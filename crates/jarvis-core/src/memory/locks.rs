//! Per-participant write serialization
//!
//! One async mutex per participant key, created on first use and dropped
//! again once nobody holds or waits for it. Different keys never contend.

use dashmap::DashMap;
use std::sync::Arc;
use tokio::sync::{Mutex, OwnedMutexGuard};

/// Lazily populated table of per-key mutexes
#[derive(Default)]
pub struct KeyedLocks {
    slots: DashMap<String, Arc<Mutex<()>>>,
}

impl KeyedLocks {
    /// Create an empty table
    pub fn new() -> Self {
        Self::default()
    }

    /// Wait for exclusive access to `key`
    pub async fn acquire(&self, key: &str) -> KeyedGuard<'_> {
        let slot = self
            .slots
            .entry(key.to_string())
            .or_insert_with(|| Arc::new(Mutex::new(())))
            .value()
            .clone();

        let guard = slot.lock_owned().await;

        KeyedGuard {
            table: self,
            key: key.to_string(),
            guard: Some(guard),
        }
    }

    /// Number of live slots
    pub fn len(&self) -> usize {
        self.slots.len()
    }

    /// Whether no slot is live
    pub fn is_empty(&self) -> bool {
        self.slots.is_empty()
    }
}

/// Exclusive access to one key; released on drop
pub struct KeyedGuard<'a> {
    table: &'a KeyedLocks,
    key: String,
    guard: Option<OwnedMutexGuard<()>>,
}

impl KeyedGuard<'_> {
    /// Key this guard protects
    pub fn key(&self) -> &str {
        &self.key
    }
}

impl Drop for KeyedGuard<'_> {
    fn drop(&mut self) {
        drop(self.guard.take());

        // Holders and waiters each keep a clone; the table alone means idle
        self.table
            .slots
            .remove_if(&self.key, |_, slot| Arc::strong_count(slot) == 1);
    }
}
::::
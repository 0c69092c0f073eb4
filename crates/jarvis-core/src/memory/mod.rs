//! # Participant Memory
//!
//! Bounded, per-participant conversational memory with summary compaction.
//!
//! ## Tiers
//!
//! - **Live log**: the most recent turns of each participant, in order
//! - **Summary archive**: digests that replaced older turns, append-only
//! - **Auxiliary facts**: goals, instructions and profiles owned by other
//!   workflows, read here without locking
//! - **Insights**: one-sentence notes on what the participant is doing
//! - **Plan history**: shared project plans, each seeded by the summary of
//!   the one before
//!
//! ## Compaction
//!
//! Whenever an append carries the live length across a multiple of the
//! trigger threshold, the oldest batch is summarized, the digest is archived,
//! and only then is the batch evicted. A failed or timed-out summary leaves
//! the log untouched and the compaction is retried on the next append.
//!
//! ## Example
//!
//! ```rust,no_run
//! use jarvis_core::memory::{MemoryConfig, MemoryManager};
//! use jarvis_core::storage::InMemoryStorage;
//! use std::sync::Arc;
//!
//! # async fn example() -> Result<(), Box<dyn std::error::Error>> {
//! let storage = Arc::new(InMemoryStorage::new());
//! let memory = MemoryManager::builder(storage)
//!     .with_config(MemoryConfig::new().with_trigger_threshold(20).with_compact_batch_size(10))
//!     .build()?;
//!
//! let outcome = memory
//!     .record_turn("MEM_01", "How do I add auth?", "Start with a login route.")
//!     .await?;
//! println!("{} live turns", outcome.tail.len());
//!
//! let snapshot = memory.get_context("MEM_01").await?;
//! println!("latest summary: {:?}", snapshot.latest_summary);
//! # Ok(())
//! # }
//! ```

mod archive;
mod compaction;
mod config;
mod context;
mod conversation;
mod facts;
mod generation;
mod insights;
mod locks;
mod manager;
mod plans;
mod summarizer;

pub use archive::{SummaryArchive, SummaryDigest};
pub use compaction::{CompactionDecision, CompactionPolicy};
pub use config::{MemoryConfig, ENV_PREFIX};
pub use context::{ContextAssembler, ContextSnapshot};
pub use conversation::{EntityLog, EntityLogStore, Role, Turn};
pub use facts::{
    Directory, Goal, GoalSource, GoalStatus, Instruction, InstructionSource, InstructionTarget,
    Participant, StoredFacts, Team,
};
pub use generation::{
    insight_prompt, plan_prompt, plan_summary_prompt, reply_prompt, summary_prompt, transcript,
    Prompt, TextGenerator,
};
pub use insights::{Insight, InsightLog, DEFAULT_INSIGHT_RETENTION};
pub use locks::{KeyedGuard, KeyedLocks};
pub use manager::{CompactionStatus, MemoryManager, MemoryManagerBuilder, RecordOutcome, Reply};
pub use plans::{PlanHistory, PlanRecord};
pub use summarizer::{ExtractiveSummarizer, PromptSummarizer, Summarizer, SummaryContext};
::::
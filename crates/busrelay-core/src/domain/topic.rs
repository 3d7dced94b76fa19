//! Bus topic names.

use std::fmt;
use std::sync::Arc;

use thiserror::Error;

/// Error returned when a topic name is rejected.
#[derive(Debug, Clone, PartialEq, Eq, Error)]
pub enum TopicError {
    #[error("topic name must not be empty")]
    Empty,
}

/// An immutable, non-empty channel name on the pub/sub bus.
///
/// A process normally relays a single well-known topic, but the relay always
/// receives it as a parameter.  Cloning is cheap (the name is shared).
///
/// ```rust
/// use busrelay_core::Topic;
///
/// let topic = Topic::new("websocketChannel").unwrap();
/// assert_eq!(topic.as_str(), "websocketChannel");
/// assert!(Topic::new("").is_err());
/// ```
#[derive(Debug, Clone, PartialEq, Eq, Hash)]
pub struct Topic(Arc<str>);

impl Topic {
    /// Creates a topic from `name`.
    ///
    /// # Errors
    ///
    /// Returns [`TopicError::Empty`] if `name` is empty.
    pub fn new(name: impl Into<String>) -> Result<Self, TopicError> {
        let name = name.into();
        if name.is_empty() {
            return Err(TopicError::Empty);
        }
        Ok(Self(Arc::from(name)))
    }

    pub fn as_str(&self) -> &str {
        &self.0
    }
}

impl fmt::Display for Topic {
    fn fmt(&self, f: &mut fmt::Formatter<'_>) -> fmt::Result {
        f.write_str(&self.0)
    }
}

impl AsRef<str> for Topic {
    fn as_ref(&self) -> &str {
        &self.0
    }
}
::::
Each line of the entries above that includes "MemoryManager" counts once; state how many such lines there are, with the number as the only answer.

3